§ **Source data**
== Segment start ==

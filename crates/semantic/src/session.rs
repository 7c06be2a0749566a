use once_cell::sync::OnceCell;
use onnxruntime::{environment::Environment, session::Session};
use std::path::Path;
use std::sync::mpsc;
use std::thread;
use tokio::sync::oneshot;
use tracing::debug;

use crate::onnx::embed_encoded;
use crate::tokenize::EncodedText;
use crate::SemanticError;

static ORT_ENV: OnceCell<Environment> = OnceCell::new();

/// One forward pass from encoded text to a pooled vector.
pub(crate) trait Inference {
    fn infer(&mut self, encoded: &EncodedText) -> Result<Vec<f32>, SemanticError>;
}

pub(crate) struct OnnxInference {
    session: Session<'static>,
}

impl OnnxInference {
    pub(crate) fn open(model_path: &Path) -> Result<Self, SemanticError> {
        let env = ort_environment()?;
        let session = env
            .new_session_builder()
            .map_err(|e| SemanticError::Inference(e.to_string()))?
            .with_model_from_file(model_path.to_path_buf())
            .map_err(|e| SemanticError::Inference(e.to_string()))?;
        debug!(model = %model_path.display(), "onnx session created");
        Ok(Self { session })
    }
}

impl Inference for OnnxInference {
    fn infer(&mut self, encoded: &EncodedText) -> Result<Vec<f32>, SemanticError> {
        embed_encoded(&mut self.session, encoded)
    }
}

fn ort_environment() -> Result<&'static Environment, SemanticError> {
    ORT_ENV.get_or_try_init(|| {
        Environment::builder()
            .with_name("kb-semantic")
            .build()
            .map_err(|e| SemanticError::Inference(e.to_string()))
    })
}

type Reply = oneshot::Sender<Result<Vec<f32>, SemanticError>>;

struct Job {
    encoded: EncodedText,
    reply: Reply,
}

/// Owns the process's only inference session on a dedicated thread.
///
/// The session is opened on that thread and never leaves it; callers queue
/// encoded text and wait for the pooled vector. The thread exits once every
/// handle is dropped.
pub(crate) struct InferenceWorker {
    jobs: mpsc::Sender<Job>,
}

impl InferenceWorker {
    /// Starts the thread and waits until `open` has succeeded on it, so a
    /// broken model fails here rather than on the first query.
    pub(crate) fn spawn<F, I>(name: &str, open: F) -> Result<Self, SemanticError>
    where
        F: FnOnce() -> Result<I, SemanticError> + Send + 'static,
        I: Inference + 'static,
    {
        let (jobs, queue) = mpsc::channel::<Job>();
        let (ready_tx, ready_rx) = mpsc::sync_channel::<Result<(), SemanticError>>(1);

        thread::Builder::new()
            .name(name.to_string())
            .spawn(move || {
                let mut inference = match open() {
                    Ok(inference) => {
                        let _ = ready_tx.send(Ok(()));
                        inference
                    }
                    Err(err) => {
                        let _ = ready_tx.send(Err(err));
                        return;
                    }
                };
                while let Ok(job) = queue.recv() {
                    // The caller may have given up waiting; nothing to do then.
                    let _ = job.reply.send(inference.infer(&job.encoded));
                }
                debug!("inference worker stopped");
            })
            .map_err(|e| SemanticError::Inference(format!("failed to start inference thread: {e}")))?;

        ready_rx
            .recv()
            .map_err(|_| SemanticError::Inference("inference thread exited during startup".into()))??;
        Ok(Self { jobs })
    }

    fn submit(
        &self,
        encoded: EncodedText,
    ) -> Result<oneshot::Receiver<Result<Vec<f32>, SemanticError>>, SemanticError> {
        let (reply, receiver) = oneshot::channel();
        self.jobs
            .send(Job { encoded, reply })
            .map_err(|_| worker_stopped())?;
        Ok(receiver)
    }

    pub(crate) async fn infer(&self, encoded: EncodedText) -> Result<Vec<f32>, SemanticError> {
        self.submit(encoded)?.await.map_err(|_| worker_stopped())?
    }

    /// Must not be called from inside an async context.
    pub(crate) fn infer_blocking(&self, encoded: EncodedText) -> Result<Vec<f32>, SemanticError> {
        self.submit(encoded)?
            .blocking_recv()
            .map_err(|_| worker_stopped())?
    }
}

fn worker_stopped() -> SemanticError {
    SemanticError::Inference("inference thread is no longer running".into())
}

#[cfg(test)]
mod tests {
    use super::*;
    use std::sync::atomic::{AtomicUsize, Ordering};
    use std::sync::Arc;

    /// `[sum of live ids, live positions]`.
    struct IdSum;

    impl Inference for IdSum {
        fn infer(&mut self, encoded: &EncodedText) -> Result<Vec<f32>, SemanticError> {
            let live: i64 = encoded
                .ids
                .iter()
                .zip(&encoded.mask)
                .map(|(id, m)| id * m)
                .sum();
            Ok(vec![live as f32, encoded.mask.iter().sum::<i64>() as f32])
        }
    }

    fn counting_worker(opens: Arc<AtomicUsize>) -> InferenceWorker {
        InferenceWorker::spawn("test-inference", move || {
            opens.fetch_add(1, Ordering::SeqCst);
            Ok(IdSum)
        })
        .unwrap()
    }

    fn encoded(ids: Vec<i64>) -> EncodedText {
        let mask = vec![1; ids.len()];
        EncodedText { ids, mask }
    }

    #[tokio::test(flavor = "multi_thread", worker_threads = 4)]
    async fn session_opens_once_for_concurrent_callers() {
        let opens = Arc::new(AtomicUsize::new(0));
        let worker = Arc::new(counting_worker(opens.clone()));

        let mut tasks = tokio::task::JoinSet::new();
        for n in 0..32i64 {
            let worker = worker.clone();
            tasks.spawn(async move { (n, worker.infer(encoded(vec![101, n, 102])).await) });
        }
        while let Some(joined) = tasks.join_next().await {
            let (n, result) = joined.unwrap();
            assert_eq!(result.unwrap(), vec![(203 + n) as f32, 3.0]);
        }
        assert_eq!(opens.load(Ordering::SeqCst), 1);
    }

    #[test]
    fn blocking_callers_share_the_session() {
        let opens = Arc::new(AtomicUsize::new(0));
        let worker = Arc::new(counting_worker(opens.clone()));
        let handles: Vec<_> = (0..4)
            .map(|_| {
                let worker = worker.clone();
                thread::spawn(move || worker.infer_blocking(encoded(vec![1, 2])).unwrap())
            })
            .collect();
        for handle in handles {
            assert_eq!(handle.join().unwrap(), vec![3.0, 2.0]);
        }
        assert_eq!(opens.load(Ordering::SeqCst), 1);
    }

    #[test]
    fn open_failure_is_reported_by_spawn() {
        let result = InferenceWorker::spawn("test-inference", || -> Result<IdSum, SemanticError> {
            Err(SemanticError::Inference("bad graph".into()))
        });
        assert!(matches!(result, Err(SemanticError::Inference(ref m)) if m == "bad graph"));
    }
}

== Segment end ==
== Segment start ==

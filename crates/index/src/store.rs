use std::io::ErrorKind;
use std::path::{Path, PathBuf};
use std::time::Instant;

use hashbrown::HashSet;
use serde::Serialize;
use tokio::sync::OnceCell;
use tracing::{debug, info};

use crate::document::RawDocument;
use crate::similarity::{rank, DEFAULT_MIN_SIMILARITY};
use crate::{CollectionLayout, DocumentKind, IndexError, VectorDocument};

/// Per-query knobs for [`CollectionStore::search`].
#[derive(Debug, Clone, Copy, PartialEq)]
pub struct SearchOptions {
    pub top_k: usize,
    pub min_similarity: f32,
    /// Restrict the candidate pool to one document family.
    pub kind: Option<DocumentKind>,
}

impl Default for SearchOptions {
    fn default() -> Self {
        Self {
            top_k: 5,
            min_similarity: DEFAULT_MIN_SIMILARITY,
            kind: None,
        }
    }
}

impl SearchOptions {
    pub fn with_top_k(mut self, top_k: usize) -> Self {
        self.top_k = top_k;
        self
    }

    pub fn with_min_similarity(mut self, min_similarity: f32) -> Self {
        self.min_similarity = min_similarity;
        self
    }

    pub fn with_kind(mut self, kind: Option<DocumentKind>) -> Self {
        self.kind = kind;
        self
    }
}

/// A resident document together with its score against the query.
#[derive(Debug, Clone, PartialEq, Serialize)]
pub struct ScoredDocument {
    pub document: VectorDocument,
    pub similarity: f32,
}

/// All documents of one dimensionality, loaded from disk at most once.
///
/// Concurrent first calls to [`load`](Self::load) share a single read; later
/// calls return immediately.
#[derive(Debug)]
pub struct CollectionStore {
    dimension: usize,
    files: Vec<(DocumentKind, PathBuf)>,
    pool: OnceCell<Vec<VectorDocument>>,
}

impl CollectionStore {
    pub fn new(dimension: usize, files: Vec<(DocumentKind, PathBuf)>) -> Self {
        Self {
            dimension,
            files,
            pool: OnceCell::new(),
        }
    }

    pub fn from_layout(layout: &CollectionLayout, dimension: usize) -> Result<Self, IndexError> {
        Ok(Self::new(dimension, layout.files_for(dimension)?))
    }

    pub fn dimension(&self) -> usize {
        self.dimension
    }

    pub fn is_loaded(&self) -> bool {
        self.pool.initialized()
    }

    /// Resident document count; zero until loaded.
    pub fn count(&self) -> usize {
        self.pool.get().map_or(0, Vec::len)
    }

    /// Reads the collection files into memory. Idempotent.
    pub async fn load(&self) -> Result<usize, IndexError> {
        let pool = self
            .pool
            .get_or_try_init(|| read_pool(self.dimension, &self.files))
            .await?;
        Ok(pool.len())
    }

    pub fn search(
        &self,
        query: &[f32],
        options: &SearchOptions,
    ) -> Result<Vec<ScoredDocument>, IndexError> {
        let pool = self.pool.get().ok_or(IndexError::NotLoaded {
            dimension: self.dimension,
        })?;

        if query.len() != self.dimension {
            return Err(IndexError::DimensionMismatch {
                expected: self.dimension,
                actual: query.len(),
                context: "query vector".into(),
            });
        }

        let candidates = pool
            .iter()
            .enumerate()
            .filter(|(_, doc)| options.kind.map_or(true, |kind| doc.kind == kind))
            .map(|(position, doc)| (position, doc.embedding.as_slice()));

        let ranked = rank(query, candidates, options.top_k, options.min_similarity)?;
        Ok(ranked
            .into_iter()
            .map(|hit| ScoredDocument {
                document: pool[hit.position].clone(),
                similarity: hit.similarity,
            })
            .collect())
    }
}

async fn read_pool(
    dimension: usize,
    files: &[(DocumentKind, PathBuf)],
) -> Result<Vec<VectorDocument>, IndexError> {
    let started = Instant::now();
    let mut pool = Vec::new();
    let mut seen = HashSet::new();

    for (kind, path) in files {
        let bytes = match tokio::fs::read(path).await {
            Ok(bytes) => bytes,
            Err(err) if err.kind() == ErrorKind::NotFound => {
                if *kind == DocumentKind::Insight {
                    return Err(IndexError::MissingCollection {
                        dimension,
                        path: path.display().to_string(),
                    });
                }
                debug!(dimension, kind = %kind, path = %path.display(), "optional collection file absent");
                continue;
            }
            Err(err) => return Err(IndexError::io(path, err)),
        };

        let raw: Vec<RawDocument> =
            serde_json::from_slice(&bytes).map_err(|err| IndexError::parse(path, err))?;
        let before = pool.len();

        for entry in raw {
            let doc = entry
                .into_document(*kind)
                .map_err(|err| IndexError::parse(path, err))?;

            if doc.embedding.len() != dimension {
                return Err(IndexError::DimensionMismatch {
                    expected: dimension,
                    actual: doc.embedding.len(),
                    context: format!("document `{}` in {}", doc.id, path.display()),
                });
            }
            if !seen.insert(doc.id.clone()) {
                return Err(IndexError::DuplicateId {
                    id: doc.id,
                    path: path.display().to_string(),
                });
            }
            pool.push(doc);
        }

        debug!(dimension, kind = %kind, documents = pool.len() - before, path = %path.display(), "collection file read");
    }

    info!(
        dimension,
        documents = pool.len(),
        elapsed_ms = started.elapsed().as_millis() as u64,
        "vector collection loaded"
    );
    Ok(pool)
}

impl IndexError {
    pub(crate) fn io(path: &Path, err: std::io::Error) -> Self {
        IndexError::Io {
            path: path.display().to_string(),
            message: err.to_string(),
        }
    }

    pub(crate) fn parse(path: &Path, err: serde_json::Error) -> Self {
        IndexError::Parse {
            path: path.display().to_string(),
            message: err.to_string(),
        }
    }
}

== Segment end ==
== Segment start ==

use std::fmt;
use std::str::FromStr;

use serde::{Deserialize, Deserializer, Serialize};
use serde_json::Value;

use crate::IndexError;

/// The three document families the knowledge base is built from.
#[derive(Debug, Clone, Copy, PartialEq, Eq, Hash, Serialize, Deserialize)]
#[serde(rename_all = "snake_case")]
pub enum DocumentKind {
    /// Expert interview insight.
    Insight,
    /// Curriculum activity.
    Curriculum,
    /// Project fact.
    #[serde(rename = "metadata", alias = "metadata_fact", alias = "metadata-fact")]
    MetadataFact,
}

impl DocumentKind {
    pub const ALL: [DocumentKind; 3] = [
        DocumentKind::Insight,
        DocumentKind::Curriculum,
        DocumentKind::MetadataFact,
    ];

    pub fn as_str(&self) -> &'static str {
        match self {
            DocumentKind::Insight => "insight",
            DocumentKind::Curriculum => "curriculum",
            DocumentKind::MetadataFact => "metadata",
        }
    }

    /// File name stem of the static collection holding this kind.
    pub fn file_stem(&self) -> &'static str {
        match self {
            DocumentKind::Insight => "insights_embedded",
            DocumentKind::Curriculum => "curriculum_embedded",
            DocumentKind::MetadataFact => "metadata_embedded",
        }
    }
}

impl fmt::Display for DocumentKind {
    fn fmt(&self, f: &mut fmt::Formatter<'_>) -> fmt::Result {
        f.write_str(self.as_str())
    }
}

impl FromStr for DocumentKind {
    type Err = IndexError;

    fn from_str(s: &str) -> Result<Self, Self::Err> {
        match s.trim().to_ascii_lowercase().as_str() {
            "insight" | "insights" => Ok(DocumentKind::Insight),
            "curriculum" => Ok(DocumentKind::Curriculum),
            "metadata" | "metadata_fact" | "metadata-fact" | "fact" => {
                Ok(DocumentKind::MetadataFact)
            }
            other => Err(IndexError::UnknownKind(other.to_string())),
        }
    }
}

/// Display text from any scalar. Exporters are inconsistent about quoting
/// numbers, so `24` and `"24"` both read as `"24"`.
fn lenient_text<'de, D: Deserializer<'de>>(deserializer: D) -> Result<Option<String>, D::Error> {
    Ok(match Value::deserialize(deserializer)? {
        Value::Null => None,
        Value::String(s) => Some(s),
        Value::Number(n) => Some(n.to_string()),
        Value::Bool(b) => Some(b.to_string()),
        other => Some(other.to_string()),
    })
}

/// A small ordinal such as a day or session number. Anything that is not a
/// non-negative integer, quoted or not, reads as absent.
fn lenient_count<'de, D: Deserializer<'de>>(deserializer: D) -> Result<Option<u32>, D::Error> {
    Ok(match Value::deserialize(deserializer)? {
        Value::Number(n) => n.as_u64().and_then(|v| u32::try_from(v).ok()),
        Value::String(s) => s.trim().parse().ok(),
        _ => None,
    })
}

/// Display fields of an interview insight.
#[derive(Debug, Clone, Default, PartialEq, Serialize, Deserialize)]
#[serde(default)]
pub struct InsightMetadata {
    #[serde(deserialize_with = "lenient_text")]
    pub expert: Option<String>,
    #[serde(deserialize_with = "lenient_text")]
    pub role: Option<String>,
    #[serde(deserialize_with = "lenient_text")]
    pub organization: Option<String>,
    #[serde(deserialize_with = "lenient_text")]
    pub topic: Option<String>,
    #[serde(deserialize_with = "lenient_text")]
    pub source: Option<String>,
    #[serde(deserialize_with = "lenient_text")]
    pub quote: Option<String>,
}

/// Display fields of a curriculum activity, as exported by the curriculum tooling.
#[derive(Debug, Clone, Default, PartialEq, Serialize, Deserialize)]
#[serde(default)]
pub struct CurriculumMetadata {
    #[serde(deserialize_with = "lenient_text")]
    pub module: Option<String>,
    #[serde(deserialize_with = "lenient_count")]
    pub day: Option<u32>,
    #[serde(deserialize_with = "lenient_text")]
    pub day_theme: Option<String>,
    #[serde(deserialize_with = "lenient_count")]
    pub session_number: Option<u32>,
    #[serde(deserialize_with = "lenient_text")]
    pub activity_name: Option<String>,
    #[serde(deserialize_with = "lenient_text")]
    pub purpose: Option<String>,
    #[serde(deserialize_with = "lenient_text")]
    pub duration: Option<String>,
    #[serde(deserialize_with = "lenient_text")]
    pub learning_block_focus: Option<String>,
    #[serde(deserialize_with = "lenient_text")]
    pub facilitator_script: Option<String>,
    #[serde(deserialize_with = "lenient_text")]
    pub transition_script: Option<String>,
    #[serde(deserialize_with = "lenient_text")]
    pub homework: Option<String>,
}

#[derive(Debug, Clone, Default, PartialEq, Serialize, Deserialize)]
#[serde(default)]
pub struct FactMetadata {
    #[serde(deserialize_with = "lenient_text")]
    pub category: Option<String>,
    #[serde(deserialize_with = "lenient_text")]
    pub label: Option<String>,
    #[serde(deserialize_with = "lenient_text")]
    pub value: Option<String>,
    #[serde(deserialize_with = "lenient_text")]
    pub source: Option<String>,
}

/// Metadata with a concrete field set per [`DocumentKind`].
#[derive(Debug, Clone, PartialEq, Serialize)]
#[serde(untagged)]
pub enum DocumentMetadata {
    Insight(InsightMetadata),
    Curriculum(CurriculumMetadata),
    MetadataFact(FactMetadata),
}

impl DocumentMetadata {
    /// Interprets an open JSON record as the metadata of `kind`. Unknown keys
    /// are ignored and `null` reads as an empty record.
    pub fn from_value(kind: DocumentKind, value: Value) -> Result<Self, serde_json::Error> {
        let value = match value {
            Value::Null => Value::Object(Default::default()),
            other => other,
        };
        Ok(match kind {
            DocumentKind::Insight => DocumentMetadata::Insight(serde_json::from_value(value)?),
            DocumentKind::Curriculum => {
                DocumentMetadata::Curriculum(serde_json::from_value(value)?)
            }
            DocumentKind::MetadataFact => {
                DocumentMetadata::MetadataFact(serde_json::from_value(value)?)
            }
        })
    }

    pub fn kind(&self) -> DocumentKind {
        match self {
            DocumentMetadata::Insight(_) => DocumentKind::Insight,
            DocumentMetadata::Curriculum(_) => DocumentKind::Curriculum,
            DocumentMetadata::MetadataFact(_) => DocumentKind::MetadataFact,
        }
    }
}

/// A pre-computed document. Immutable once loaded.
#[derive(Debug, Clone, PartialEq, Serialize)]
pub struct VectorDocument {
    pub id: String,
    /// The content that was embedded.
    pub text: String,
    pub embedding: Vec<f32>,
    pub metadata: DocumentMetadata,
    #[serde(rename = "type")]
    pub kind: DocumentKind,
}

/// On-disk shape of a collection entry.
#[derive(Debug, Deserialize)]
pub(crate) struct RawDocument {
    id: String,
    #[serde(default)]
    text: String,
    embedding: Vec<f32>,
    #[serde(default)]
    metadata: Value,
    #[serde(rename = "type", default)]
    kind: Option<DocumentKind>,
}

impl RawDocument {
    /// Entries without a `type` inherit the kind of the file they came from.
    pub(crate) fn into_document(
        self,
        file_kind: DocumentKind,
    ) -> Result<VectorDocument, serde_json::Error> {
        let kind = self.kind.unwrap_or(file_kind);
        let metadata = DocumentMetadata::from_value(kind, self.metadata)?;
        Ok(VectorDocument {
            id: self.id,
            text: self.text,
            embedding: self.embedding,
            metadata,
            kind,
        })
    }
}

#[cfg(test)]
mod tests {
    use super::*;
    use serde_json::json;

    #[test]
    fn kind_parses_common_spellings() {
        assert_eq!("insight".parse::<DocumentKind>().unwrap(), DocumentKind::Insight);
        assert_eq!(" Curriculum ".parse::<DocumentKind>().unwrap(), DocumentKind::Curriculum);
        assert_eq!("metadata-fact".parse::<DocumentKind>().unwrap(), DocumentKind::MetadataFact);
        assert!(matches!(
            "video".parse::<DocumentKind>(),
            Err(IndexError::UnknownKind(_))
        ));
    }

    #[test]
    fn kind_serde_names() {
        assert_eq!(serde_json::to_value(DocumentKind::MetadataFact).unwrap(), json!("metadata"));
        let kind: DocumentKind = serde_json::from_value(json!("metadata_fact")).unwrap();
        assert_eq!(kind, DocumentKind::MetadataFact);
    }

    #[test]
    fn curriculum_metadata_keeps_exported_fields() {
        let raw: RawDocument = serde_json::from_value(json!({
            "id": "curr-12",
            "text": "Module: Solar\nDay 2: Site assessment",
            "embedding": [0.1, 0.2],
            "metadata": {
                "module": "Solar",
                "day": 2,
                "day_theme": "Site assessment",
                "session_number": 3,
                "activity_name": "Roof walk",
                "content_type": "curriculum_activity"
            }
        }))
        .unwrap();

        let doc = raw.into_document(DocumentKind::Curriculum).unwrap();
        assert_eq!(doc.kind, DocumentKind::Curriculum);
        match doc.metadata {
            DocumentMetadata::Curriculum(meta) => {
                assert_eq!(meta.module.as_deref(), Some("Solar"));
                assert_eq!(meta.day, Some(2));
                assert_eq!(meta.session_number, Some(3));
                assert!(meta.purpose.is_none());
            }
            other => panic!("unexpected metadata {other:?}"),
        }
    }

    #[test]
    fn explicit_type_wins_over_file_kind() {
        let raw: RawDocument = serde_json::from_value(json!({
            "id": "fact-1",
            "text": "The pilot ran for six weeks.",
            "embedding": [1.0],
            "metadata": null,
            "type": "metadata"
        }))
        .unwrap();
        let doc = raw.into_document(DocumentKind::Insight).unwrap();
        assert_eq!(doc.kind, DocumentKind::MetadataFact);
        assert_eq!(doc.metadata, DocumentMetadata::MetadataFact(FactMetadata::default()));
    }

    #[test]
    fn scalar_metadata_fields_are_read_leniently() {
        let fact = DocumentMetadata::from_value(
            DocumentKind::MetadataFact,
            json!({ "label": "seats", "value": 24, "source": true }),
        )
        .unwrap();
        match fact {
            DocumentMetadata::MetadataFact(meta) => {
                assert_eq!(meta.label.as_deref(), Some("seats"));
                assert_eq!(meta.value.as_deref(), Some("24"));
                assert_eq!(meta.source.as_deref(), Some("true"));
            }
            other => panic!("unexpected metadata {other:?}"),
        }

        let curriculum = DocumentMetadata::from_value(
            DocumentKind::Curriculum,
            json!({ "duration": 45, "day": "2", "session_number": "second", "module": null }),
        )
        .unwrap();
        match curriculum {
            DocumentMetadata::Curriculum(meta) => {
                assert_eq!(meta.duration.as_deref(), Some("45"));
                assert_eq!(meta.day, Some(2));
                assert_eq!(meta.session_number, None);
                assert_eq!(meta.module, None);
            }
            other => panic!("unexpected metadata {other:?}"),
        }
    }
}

== Segment end ==

§ **Task description**
Among the lines of the listing above, count those that include the string "oneshot" and give that total alone.

§ **Reply to the task**
4